Dans l'un deux, la division des cellules anormales se bloque et un phénomène de sénescence s'enclenche, qui débouche sur l'élimination de ces cellules. L'autre conduit à la mise en route du programme d'apoptose, qui aboutit à la mort cellulaire. Selon les tissus, la p53 oriente les cellules vers l'une ou l'autre destinée, la sénescence pour les cancers épithéliaux (poumon, foie, sarcomes...) qui sont les plus fréquents et l'apoptose pour les lymphomes.
Dans plus de la moitié des cancers humains, il existe une mutation du gène p53 qui empêche la protéine de jouer son rôle. Le cancer va ainsi se développer. Ces connaissances ont conduit des chercheurs à travailler intuitivement sur des molécules pouvant agir sur la p53 pour la réactiver. Les études publiées dans Nature, de même qu'une autre recherche présentée il y a un mois dans Cell, confirment qu'une telle réactivation peut rapidement et spectaculairement faire régresser des tumeurs malignes.

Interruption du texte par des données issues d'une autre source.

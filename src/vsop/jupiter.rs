//! Truncated VSOP87D series for Jupiter: heliocentric longitude, latitude
//! (radians) and radius (AU), ecliptic and equinox of date.

use crate::series::Term;

use super::VsopModel;

#[allow(clippy::excessive_precision)]
const LON_0: &[Term] = &[
    Term::new(0.59954691, 0.0, 0.0),
    Term::new(0.09695899, 5.0619179, 529.6909651),
    Term::new(0.0057361, 1.444062, 7.113547),
    Term::new(0.00306389, 5.417347, 1059.38193),
    Term::new(0.00097178, 4.14265, 632.78374),
    Term::new(0.00072903, 3.64043, 522.57742),
    Term::new(0.00064264, 3.41145, 103.09277),
    Term::new(0.00039806, 2.29377, 419.48464),
    Term::new(0.00038858, 1.27232, 316.39187),
    Term::new(0.00027965, 1.78455, 536.80451),
    Term::new(0.0001359, 5.77481, 1589.0729),
    Term::new(0.00008769, 3.63, 949.1756),
    Term::new(0.00008246, 3.5823, 206.1855),
    Term::new(0.00007368, 5.081, 735.8765),
    Term::new(0.00006263, 0.025, 213.2991),
    Term::new(0.00006114, 4.5132, 1162.4747),
    Term::new(0.00005305, 4.1863, 1052.2684),
    Term::new(0.00005305, 1.3067, 14.2271),
    Term::new(0.00004905, 1.3208, 110.2063),
    Term::new(0.00004647, 4.6996, 3.9322),
    Term::new(0.00003045, 4.3168, 426.5982),
    Term::new(0.0000261, 1.5667, 846.0828),
    Term::new(0.00002028, 1.0638, 3.1814),
    Term::new(0.00001921, 0.9717, 639.8973),
    Term::new(0.00001765, 2.1415, 1066.4955),
    Term::new(0.00001723, 3.8804, 1265.5675),
    Term::new(0.00001633, 3.582, 515.4639),
    Term::new(0.00001432, 4.2968, 625.6702),
    Term::new(0.00000973, 4.098, 95.979),
    Term::new(0.00000884, 2.437, 412.371),
    Term::new(0.00000733, 6.085, 838.969),
    Term::new(0.00000731, 3.806, 1581.959),
    Term::new(0.00000709, 1.293, 742.99),
    Term::new(0.00000692, 6.134, 2118.764),
    Term::new(0.00000614, 4.109, 1478.867),
    Term::new(0.00000582, 4.54, 309.278),
    Term::new(0.00000495, 3.756, 323.505),
    Term::new(0.00000441, 2.958, 454.909),
    Term::new(0.00000417, 1.036, 2.448),
    Term::new(0.0000039, 4.897, 1692.166),
    Term::new(0.00000376, 4.703, 1368.66),
    Term::new(0.00000341, 5.715, 533.623),
    Term::new(0.0000033, 4.74, 0.048),
    Term::new(0.00000262, 1.877, 0.963),
    Term::new(0.00000261, 0.82, 380.128),
    Term::new(0.00000257, 3.724, 199.072),
    Term::new(0.00000244, 5.22, 728.763),
    Term::new(0.00000235, 1.227, 909.819),
    Term::new(0.0000022, 1.651, 543.918),
    Term::new(0.00000207, 1.855, 525.759),
    Term::new(0.00000202, 1.807, 1375.774),
    Term::new(0.00000197, 5.293, 1155.361),
    Term::new(0.00000175, 3.73, 942.062),
    Term::new(0.00000175, 3.226, 1898.351),
    Term::new(0.00000175, 5.91, 956.289),
    Term::new(0.00000158, 4.365, 1795.258),
    Term::new(0.00000151, 3.906, 74.782),
    Term::new(0.00000149, 4.377, 1685.052),
    Term::new(0.00000141, 3.136, 491.558),
    Term::new(0.00000138, 1.318, 1169.588),
    Term::new(0.00000131, 4.169, 1045.155),
    Term::new(0.00000117, 2.5, 1596.186),
    Term::new(0.00000117, 3.389, 0.521),
    Term::new(0.00000106, 4.554, 526.51),
];

#[allow(clippy::excessive_precision)]
const LON_1: &[Term] = &[
    Term::new(529.93480757, 0.0, 0.0),
    Term::new(0.00489741, 4.220667, 529.690965),
    Term::new(0.00228919, 6.026475, 7.113547),
    Term::new(0.00027655, 4.57266, 1059.38193),
    Term::new(0.00020721, 5.45939, 522.57742),
    Term::new(0.00012106, 0.16986, 536.80451),
    Term::new(0.00006068, 4.4242, 103.0928),
    Term::new(0.00005434, 3.9848, 419.4846),
    Term::new(0.00004238, 5.8901, 14.2271),
    Term::new(0.00002212, 5.2677, 206.1855),
    Term::new(0.00001746, 4.9267, 1589.0729),
    Term::new(0.00001296, 5.5513, 3.1814),
    Term::new(0.00001173, 5.8565, 1052.2684),
    Term::new(0.00001163, 0.5145, 3.9322),
    Term::new(0.00001099, 5.307, 515.4639),
    Term::new(0.00001007, 0.4648, 735.8765),
    Term::new(0.00001004, 3.1504, 426.5982),
    Term::new(0.00000848, 5.758, 110.206),
    Term::new(0.00000827, 4.803, 213.299),
    Term::new(0.00000816, 0.586, 1066.495),
    Term::new(0.00000725, 5.518, 639.897),
    Term::new(0.00000568, 5.989, 625.67),
    Term::new(0.00000474, 4.132, 412.371),
    Term::new(0.00000413, 5.737, 95.979),
    Term::new(0.00000345, 4.242, 632.784),
    Term::new(0.00000336, 3.732, 1162.475),
    Term::new(0.00000234, 4.035, 949.176),
    Term::new(0.00000234, 6.243, 309.278),
    Term::new(0.00000199, 1.505, 838.969),
    Term::new(0.00000195, 2.219, 323.505),
    Term::new(0.00000187, 6.086, 742.99),
    Term::new(0.00000184, 6.28, 543.918),
    Term::new(0.00000171, 5.417, 199.072),
    Term::new(0.00000131, 0.626, 728.763),
    Term::new(0.00000115, 0.68, 846.083),
    Term::new(0.00000115, 5.286, 2118.764),
    Term::new(0.00000108, 4.493, 956.289),
    Term::new(0.0000008, 5.82, 1045.15),
    Term::new(0.00000072, 5.34, 942.06),
    Term::new(0.0000007, 5.97, 532.87),
    Term::new(0.00000067, 5.73, 21.34),
    Term::new(0.00000066, 0.13, 526.51),
];

#[allow(clippy::excessive_precision)]
const LON_2: &[Term] = &[
    Term::new(0.00047234, 4.32148, 7.11355),
    Term::new(0.00038966, 0.0, 0.0),
    Term::new(0.00030629, 2.93021, 529.69097),
    Term::new(0.00003189, 1.055, 522.5774),
    Term::new(0.00002729, 4.8455, 536.8045),
    Term::new(0.00002723, 3.4141, 1059.3819),
    Term::new(0.00001721, 4.1873, 14.2271),
    Term::new(0.00000383, 5.768, 419.485),
    Term::new(0.00000378, 0.76, 515.464),
    Term::new(0.00000367, 6.055, 103.093),
    Term::new(0.00000337, 3.786, 3.181),
    Term::new(0.00000308, 0.694, 206.186),
    Term::new(0.00000218, 3.814, 1589.073),
    Term::new(0.00000199, 5.34, 1066.495),
    Term::new(0.00000197, 2.484, 3.932),
    Term::new(0.00000156, 1.406, 1052.268),
    Term::new(0.00000146, 3.814, 639.897),
    Term::new(0.00000142, 1.634, 426.598),
    Term::new(0.0000013, 5.837, 412.371),
    Term::new(0.00000117, 1.414, 625.67),
    Term::new(0.00000097, 4.03, 110.21),
    Term::new(0.00000091, 1.11, 95.98),
    Term::new(0.00000087, 2.52, 632.78),
    Term::new(0.00000079, 4.64, 543.92),
    Term::new(0.00000072, 2.22, 735.88),
    Term::new(0.00000058, 0.83, 199.07),
    Term::new(0.00000057, 3.12, 213.3),
    Term::new(0.00000049, 1.67, 309.28),
    Term::new(0.0000004, 4.02, 21.34),
    Term::new(0.0000004, 0.62, 323.51),
    Term::new(0.00000036, 2.33, 728.76),
    Term::new(0.00000029, 3.61, 10213.29),
    Term::new(0.00000028, 3.24, 838.97),
    Term::new(0.00000026, 4.5, 742.99),
    Term::new(0.00000026, 2.51, 162.47),
    Term::new(0.00000025, 1.07, 117.32),
];

#[allow(clippy::excessive_precision)]
const LON_3: &[Term] = &[
    Term::new(0.00006502, 2.5986, 7.1135),
    Term::new(0.00001357, 1.3464, 529.691),
    Term::new(0.00000471, 2.475, 14.227),
    Term::new(0.00000417, 3.245, 536.805),
    Term::new(0.00000353, 2.974, 522.577),
    Term::new(0.00000155, 2.076, 1059.382),
    Term::new(0.00000087, 2.51, 515.46),
    Term::new(0.00000044, 0.0, 0.0),
    Term::new(0.00000034, 3.83, 1066.5),
    Term::new(0.00000028, 2.45, 206.19),
    Term::new(0.00000024, 1.28, 412.37),
    Term::new(0.00000023, 2.98, 543.92),
    Term::new(0.0000002, 2.1, 639.9),
    Term::new(0.0000002, 1.4, 419.48),
    Term::new(0.00000019, 1.59, 103.09),
    Term::new(0.00000017, 2.3, 21.34),
    Term::new(0.00000017, 2.6, 1589.07),
    Term::new(0.00000016, 3.15, 625.67),
    Term::new(0.00000016, 3.36, 1052.27),
    Term::new(0.00000013, 2.76, 95.98),
    Term::new(0.00000013, 2.54, 199.07),
    Term::new(0.00000013, 6.27, 426.6),
    Term::new(0.00000009, 1.76, 10213.29),
    Term::new(0.00000009, 2.27, 110.21),
    Term::new(0.00000007, 3.43, 309.28),
    Term::new(0.00000007, 4.04, 728.76),
    Term::new(0.00000006, 2.52, 508.35),
    Term::new(0.00000005, 2.91, 1045.15),
    Term::new(0.00000005, 5.25, 323.51),
    Term::new(0.00000004, 4.3, 88.87),
    Term::new(0.00000004, 3.52, 302.16),
    Term::new(0.00000004, 4.09, 735.88),
    Term::new(0.00000003, 1.43, 956.29),
    Term::new(0.00000003, 4.36, 1596.19),
    Term::new(0.00000003, 1.25, 213.3),
    Term::new(0.00000003, 5.02, 838.97),
    Term::new(0.00000003, 2.24, 117.32),
    Term::new(0.00000002, 2.9, 742.99),
    Term::new(0.00000002, 2.36, 942.06),
];

#[allow(clippy::excessive_precision)]
const LON_4: &[Term] = &[
    Term::new(0.00000669, 0.853, 7.114),
    Term::new(0.00000114, 3.142, 0.0),
    Term::new(0.000001, 0.743, 14.227),
    Term::new(0.0000005, 1.65, 536.8),
    Term::new(0.00000044, 5.82, 529.69),
    Term::new(0.00000032, 4.86, 522.58),
    Term::new(0.00000015, 4.29, 515.46),
    Term::new(0.00000009, 0.71, 1059.38),
    Term::new(0.00000005, 1.3, 543.92),
    Term::new(0.00000004, 2.32, 1066.5),
    Term::new(0.00000004, 0.48, 21.34),
    Term::new(0.00000003, 3.0, 412.37),
    Term::new(0.00000002, 0.4, 639.9),
    Term::new(0.00000002, 4.26, 199.07),
    Term::new(0.00000002, 4.91, 625.67),
    Term::new(0.00000002, 4.26, 206.19),
    Term::new(0.00000001, 5.26, 1052.27),
    Term::new(0.00000001, 4.72, 95.98),
    Term::new(0.00000001, 1.29, 1589.07),
];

L'équipe de Tyler Jacks a montré que la restauration de la p53 déclenche l'apoptose sur un modèle murin de lymphome et le blocage de la croissance cellulaire avec une sénescence dans un modèle de sarcome, une tumeur du tissu conjonctif. Scott Lowe et ses collègues ont, eux, mis en évidence le phénomène de sénescence chez des souris reproduisant le cancer du foie humain et l'implication du système immunitaire dans l'élimination des cellules cancéreuses. Une telle réactivation est notamment possible en bloquant une protéine, baptisée MDM2, qui inhibe la p53. Plusieurs molécules dirigées contre cette protéine font actuellement l'objet de recherches.
Dans un article accompagnant les deux études, les cancérologues Norman Sharpless et Ronald DePinho mettent en garde contre un optimisme prématuré. Spécialiste des recherches sur la p53, Thierry Soussi, professeur à l'université Pierre-et- Marie-Curie (Paris), confirme l'intérêt de ces études, tout en soulignant lui aussi que "les tumeurs ont tendance à s'adapter en développant des mécanismes qui échappent à la p53. Nous ne pouvons pas espérer avoir des molécules éliminant définitivement les tumeurs, mais nous pourrons cibler successivement différents mécanismes antitumoraux afin de les activer".